TASK ITEM:
Look through the records below for the word "PathBuf". Report how many lines have it, and only that number.

DATA EXTRACT:

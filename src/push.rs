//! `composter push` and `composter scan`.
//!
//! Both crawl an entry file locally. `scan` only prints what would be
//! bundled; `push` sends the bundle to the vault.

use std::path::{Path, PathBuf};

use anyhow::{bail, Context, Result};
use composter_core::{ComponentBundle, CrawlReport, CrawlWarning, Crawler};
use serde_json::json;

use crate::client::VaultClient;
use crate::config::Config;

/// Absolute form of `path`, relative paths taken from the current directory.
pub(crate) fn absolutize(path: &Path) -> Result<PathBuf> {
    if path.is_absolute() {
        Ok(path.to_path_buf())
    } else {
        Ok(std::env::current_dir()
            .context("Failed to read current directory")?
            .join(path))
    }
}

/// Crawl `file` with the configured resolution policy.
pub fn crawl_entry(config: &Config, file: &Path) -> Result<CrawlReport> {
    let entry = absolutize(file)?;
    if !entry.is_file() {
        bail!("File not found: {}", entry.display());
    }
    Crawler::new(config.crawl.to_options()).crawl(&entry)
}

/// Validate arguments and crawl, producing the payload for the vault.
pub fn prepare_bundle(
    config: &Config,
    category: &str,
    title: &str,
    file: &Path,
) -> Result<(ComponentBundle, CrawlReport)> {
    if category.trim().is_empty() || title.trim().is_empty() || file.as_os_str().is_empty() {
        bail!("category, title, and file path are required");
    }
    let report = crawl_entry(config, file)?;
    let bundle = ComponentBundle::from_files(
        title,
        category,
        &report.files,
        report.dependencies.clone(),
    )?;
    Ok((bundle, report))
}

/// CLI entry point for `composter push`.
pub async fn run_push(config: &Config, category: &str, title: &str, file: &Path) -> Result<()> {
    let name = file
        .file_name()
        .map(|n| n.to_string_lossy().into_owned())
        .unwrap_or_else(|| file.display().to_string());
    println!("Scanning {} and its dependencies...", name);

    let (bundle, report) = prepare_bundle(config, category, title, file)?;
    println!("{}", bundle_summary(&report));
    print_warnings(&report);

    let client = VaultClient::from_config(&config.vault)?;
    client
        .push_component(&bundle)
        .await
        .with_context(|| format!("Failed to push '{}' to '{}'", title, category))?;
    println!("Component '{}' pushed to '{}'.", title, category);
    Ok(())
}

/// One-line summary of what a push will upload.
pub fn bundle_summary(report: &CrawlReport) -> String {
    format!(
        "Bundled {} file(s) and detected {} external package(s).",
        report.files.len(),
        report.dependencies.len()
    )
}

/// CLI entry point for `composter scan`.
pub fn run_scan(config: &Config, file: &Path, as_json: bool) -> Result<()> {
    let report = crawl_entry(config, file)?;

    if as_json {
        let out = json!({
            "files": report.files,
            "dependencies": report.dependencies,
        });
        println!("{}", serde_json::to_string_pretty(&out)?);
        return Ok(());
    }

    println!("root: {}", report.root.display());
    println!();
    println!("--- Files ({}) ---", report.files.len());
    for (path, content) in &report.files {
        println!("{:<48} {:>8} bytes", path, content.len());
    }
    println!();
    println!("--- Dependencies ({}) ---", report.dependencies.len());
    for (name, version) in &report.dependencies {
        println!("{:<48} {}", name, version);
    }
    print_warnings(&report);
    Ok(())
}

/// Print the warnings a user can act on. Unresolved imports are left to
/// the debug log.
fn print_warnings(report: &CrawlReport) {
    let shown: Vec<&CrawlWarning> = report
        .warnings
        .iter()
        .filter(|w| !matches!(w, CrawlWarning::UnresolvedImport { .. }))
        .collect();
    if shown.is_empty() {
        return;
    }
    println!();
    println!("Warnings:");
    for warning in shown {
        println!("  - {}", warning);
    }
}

--

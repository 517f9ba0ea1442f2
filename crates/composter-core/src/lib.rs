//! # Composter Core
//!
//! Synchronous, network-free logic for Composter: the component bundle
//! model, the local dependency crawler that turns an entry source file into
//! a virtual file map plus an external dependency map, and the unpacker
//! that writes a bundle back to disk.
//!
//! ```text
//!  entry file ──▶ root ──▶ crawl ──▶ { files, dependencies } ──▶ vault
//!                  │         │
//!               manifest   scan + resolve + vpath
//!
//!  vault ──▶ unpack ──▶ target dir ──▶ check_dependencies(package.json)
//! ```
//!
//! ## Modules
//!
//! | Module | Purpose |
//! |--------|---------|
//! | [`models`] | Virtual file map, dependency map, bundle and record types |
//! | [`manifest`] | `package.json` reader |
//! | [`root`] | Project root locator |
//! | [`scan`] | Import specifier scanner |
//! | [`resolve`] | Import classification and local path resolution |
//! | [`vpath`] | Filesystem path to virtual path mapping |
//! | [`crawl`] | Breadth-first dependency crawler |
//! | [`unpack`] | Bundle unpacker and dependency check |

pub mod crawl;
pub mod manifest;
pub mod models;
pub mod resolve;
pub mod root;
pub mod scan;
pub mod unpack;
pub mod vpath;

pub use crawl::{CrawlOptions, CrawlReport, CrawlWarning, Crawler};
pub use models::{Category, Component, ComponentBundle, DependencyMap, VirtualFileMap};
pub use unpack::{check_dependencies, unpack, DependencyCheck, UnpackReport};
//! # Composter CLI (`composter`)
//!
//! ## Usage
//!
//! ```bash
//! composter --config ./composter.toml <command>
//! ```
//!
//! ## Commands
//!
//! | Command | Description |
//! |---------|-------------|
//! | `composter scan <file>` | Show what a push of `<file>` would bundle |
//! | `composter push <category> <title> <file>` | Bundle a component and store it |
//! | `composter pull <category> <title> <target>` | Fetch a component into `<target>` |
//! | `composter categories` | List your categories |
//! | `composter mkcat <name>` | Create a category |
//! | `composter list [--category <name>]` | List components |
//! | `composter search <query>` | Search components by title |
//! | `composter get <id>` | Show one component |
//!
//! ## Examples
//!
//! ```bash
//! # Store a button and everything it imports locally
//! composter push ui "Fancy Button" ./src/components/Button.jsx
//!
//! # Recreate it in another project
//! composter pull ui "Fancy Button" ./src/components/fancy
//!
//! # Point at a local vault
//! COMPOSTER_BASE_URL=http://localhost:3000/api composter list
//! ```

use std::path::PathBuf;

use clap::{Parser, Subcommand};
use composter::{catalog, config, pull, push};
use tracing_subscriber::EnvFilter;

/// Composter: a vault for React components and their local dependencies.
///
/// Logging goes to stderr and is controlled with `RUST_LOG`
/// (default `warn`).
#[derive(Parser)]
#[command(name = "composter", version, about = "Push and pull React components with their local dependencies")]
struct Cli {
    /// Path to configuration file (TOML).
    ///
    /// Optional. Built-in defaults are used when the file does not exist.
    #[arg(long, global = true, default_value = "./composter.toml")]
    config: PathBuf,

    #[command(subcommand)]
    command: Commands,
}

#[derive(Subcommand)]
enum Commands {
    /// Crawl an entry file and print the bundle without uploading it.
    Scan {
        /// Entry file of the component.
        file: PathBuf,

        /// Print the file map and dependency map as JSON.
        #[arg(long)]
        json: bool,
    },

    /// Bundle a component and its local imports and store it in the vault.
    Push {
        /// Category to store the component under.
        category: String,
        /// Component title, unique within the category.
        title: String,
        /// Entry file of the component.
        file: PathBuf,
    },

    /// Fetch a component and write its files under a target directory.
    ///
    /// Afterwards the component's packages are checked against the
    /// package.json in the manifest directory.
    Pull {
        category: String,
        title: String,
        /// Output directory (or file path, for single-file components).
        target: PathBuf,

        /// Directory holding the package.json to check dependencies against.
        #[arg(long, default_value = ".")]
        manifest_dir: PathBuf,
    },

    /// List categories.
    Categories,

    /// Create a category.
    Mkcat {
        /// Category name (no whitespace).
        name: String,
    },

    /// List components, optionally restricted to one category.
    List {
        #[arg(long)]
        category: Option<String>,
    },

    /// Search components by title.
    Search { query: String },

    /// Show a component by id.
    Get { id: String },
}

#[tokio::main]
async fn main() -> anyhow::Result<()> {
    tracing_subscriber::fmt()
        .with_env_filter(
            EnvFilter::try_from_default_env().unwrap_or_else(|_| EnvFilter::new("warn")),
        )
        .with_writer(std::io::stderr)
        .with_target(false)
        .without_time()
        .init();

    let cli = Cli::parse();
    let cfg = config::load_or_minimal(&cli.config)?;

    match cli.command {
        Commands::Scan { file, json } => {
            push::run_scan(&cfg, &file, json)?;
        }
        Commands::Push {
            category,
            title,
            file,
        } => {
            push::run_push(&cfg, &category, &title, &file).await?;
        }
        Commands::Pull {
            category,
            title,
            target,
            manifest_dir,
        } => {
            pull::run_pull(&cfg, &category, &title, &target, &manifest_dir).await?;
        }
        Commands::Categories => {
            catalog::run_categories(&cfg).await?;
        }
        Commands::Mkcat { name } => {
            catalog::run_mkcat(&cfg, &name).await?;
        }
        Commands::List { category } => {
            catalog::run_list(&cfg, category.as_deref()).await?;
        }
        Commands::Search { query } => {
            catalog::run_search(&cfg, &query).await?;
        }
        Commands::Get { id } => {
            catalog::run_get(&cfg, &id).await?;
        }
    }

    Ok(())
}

RESULT OF THE TASK:
8